Interview: Maize genome complexity traversed with Oxford Nanopore Technology

Frontline Genomics Webinar

Date: Thursday 8th November

Time: 10am PST/1pm EST/6pm GMT

Speaker: Todd P. Michael, PhD, Professor and Director of Informatics, JCVI

Todd Michael is Professor and Director of Informatics at the J. Craig Venter Institute (JCVI) in San Diego, and is currently directing the JCVI Sequencing Core. His research interests are wide ranging but focus on how sequencing technology and informatics can be utilised to understand how information is stored in genomes. In this interview he describes his current research interests, how he became interested in genomics and the impact long-read sequencing is having on his research.

Professor Michael is presenting a webinar on ‘Maize genome complexity traversed with Oxford Nanopore technology’ with Frontline Genomics on Thursday 8th November 10am PST/6pm GMT.

What are you current research interests?

My overall interest is sequencing genomes to understand genome architecture and how that shapes an organism’s response to its environment. This means that my group spans kingdoms and not only looks at the genome but also the epigenome. For instance, we are interested in how memories are formed in mammals and we have been perusing the hypothesis that at some level memories are stored in the epigenome. Most recently my group has been interested in sequencing plants and macroalgae to identify important biochemical pathways.

What first ignited your interest in genomics?

During the 1980’s and before ‘genomics’, I did a project in seventh grade where I collected leaves and then wrote something about the tree they came from. Before that point, I thought all trees were the same. However, they were not the same and in fact, the trees were all different sizes and shapes and their leaves had all these amazing patterns. I figured there must be a code that controlled how they were all different and from that point I knew I wanted to figure that out.

Can you tell us more about how long-read sequencing technology is changing your field? How has it benefited your work?

Many genomes were not accessible before long-reads. For instance, in plants repeat structures are on average 10-20 kb, and in many cases much larger, so the ultra-long reads of Oxford Nanopore have been making it possible to resolve some previously difficult to intractable plant genomes. Now the throughput of the PromethION coupled to ultra-long reads is a game changer in terms of sequencing populations of complex genomes or really large (> 3 Gb) genomes.

What have been the main challenges in your research and how have you approached them?

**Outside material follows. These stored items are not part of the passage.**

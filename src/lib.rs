//! Gradient Forge - gradient color engine
//!
//! This library models color gradients as positioned color stops and provides
//! interpolation, seamless edge blending, merging, perceptual color
//! distribution, random generation and presets, plus the `gradient-forge` CLI.

// Allow certain clippy warnings that are either stylistic or from external dependencies
#![allow(clippy::uninlined_format_args)] // Style preference
#![allow(clippy::format_push_string)] // Performance improvement but stylistic
#![allow(clippy::return_self_not_must_use)] // Builder pattern is clear enough
#![allow(clippy::items_after_statements)] // Locally-scoped use statements are fine
#![allow(clippy::too_many_arguments)] // Some functions legitimately need many params

pub mod cli;
pub mod color;
pub mod commands;
pub mod config;
pub mod distribution;
pub mod error;
pub mod gradient;
pub mod interop;
pub mod logger;
pub mod merge;
pub mod presets;
pub mod random;
pub mod ui;

// Re-export important structs and functions for easier testing
pub use color::{Hsv, Rgb};
pub use config::EngineConfig;
pub use distribution::{Distribution, PositionPattern, SortKey};
pub use error::{DistributionError, GradientError, MergeError};
pub use gradient::{ColorStop, Gradient, GradientState};
pub use merge::{MergeStrategy, merge_gradients};
pub use presets::{Preset, PresetLibrary};
pub use random::ColorScheme;
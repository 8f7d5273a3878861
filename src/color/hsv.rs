//! HSV conversions and the hue-based color harmonies built on them.

use super::rgb::{Rgb, truncate_channel};

/// A color in HSV space: hue in degrees `[0, 360)`, saturation and value in `[0, 1]`.
#[derive(Clone, Copy, Debug, PartialEq)]
pub struct Hsv {
    pub h: f64,
    pub s: f64,
    pub v: f64,
}

impl Hsv {
    #[must_use]
    pub const fn new(h: f64, s: f64, v: f64) -> Self {
        Self { h, s, v }
    }

    #[must_use]
    pub fn to_rgb(&self) -> Rgb {
        hsv_to_rgb(*self)
    }
}

/// Wrap `degrees` into `[0, 360)`. `rem_euclid` can round up to exactly
/// 360 for tiny negative inputs, which is folded back to 0.
#[must_use]
pub fn normalize_hue(degrees: f64) -> f64 {
    let h = degrees.rem_euclid(360.0);
    if h >= 360.0 { 0.0 } else { h }
}

/// Convert RGB to HSV. Achromatic colors (max == min) get hue 0.
#[must_use]
#[allow(clippy::float_cmp)]
pub fn rgb_to_hsv(color: Rgb) -> Hsv {
    let r = f64::from(color.r) / 255.0;
    let g = f64::from(color.g) / 255.0;
    let b = f64::from(color.b) / 255.0;

    let max = r.max(g).max(b);
    let min = r.min(g).min(b);
    let delta = max - min;

    let h = if delta == 0.0 {
        0.0
    } else if max == r {
        normalize_hue(60.0 * ((g - b) / delta).rem_euclid(6.0))
    } else if max == g {
        60.0 * ((b - r) / delta + 2.0)
    } else {
        60.0 * ((r - g) / delta + 4.0)
    };

    let s = if max == 0.0 { 0.0 } else { delta / max };

    Hsv { h, s, v: max }
}

/// Convert HSV to RGB, truncating each channel to an integer.
#[must_use]
#[allow(
    clippy::cast_possible_truncation,
    clippy::as_conversions,
    clippy::float_cmp
)]
pub fn hsv_to_rgb(hsv: Hsv) -> Rgb {
    let Hsv { s, v, .. } = hsv;
    let h = normalize_hue(hsv.h);

    let (r, g, b) = if s == 0.0 {
        (v, v, v)
    } else {
        let segment = h / 60.0;
        let i = segment.floor();
        let f = segment - i;

        let p = v * (1.0 - s);
        let q = v * (1.0 - s * f);
        let t = v * (1.0 - s * (1.0 - f));

        match i as i64 {
            0 => (v, t, p),
            1 => (q, v, p),
            2 => (p, v, t),
            3 => (p, q, v),
            4 => (t, p, v),
            _ => (v, p, q),
        }
    };

    Rgb::new(
        truncate_channel(r * 255.0),
        truncate_channel(g * 255.0),
        truncate_channel(b * 255.0),
    )
}

/// Scale the HSV value by `factor`, clamped to `[0, 1]`.
#[must_use]
pub fn adjust_brightness(color: Rgb, factor: f64) -> Rgb {
    let mut hsv = rgb_to_hsv(color);
    hsv.v = (hsv.v * factor).clamp(0.0, 1.0);
    hsv_to_rgb(hsv)
}

/// Scale the HSV saturation by `factor`, clamped to `[0, 1]`.
#[must_use]
pub fn adjust_saturation(color: Rgb, factor: f64) -> Rgb {
    let mut hsv = rgb_to_hsv(color);
    hsv.s = (hsv.s * factor).clamp(0.0, 1.0);
    hsv_to_rgb(hsv)
}

/// Rotate the hue by `degrees` (negative values rotate backwards).
#[must_use]
pub fn rotate_hue(color: Rgb, degrees: f64) -> Rgb {
    let mut hsv = rgb_to_hsv(color);
    hsv.h = normalize_hue(hsv.h + degrees);
    hsv_to_rgb(hsv)
}

/// The color opposite on the hue wheel.
#[must_use]
pub fn complementary(color: Rgb) -> Rgb {
    rotate_hue(color, 180.0)
}

/// Three colors spaced 120 degrees apart, starting with `color` itself.
#[must_use]
pub fn triadic(color: Rgb) -> [Rgb; 3] {
    [color, rotate_hue(color, 120.0), rotate_hue(color, 240.0)]
}

/// Neighbours at `-angle` and `+angle` with the original in the middle.
#[must_use]
pub fn analogous(color: Rgb, angle: f64) -> [Rgb; 3] {
    [rotate_hue(color, -angle), color, rotate_hue(color, angle)]
}

/// `steps` colors blending linearly from `from` to `to`, both included.
#[must_use]
#[allow(clippy::cast_precision_loss, clippy::as_conversions)]
pub fn interpolate_colors(from: Rgb, to: Rgb, steps: usize) -> Vec<Rgb> {
    (0..steps)
        .map(|i| {
            let t = if steps > 1 {
                i as f64 / (steps - 1) as f64
            } else {
                0.0
            };
            from.blend(&to, t)
        })
        .collect()
}

#[cfg(test)]
mod tests {
    use super::*;

    fn approx(a: f64, b: f64) -> bool {
        (a - b).abs() < 1e-9
    }

    #[test]
    fn test_primary_hues() {
        assert!(approx(rgb_to_hsv(Rgb::new(255, 0, 0)).h, 0.0));
        assert!(approx(rgb_to_hsv(Rgb::new(255, 255, 0)).h, 60.0));
        assert!(approx(rgb_to_hsv(Rgb::new(0, 255, 0)).h, 120.0));
        assert!(approx(rgb_to_hsv(Rgb::new(0, 255, 255)).h, 180.0));
        assert!(approx(rgb_to_hsv(Rgb::new(0, 0, 255)).h, 240.0));
        assert!(approx(rgb_to_hsv(Rgb::new(255, 0, 255)).h, 300.0));
    }

    #[test]
    fn test_achromatic_has_zero_hue() {
        let gray = rgb_to_hsv(Rgb::new(90, 90, 90));
        assert!(approx(gray.h, 0.0));
        assert!(approx(gray.s, 0.0));
        assert!(approx(gray.v, 90.0 / 255.0));

        let black = rgb_to_hsv(Rgb::BLACK);
        assert!(approx(black.s, 0.0));
        assert!(approx(black.v, 0.0));
    }

    #[test]
    fn test_negative_red_hue_wraps() {
        // g < b on a red-max color gives a negative raw sector
        let hsv = rgb_to_hsv(Rgb::new(255, 0, 128));
        assert!(hsv.h > 300.0 && hsv.h < 360.0);
    }

    #[test]
    fn test_hsv_round_trip_primaries() {
        for color in [
            Rgb::new(255, 0, 0),
            Rgb::new(0, 255, 0),
            Rgb::new(0, 0, 255),
            Rgb::new(255, 255, 0),
            Rgb::WHITE,
            Rgb::BLACK,
        ] {
            assert_eq!(hsv_to_rgb(rgb_to_hsv(color)), color);
        }
    }

    #[test]
    fn test_hue_360_wraps_to_red() {
        assert_eq!(hsv_to_rgb(Hsv::new(360.0, 1.0, 1.0)), Rgb::new(255, 0, 0));
        assert_eq!(hsv_to_rgb(Hsv::new(-360.0, 1.0, 1.0)), Rgb::new(255, 0, 0));
    }

    #[test]
    fn test_tiny_negative_rotation_stays_red() {
        let red = Rgb::new(255, 0, 0);
        assert_eq!(rotate_hue(red, -1e-14), red);
        assert_eq!(rotate_hue(red, 360.0), red);
        assert!(normalize_hue(-1e-14) < 360.0);
        assert!(approx(normalize_hue(-90.0), 270.0));
        assert!(approx(normalize_hue(720.0), 0.0));
    }

    #[test]
    fn test_harmonies() {
        let red = Rgb::new(255, 0, 0);
        assert_eq!(complementary(red), Rgb::new(0, 255, 255));
        assert_eq!(
            triadic(red),
            [red, Rgb::new(0, 255, 0), Rgb::new(0, 0, 255)]
        );
        let [left, mid, right] = analogous(red, 60.0);
        assert_eq!(left, Rgb::new(255, 0, 255));
        assert_eq!(mid, red);
        assert_eq!(right, Rgb::new(255, 255, 0));
    }

    #[test]
    fn test_adjustments_clamp() {
        assert_eq!(adjust_brightness(Rgb::new(100, 0, 0), 10.0), Rgb::new(255, 0, 0));
        assert_eq!(adjust_saturation(Rgb::new(255, 0, 0), 0.0), Rgb::WHITE);
    }

    #[test]
    fn test_interpolate_colors() {
        let steps = interpolate_colors(Rgb::BLACK, Rgb::WHITE, 3);
        assert_eq!(steps, vec![Rgb::BLACK, Rgb::new(127, 127, 127), Rgb::WHITE]);
        assert_eq!(interpolate_colors(Rgb::BLACK, Rgb::WHITE, 1), vec![Rgb::BLACK]);
        assert!(interpolate_colors(Rgb::BLACK, Rgb::WHITE, 0).is_empty());
    }
}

While the sequencing technology has completely changed genomics over the past 15 years, one of the major challenges has always been identifying the best germplasm to sequence and isolating high amounts of high quality, high molecular weight DNA. My group has spent a lot of time developing a panel of methods to address new organisms. This requires an intimate knowledge of your species and patience, because the only way to make a high-quality genome or genomes is to start with the best DNA.

What is your advice for someone getting started?

Learn some bioinformatics and if you are motivated, learn some scripting/coding. In addition, before starting any project, even a genome sequencing project, make sure you have a question or hypothesis that drives the approach that you will take to sequence your genome or genomes.

What’s next for your research?

We have spent a lot of time resequencing genomes using short-read technology and mapping it back to a reference genome. This has been a very successful approach and we have learned a great deal. However, it is becoming increasingly clear that complete de novo genomes reveal new levels of variation that we would like to probe. My group is now spending time developing tools to do “pan genomics” based on whole de novo assembled genomes. Specifically, we would like to see the private variation across human genomes that become apparent when you sequence them de novo using long-read technologies.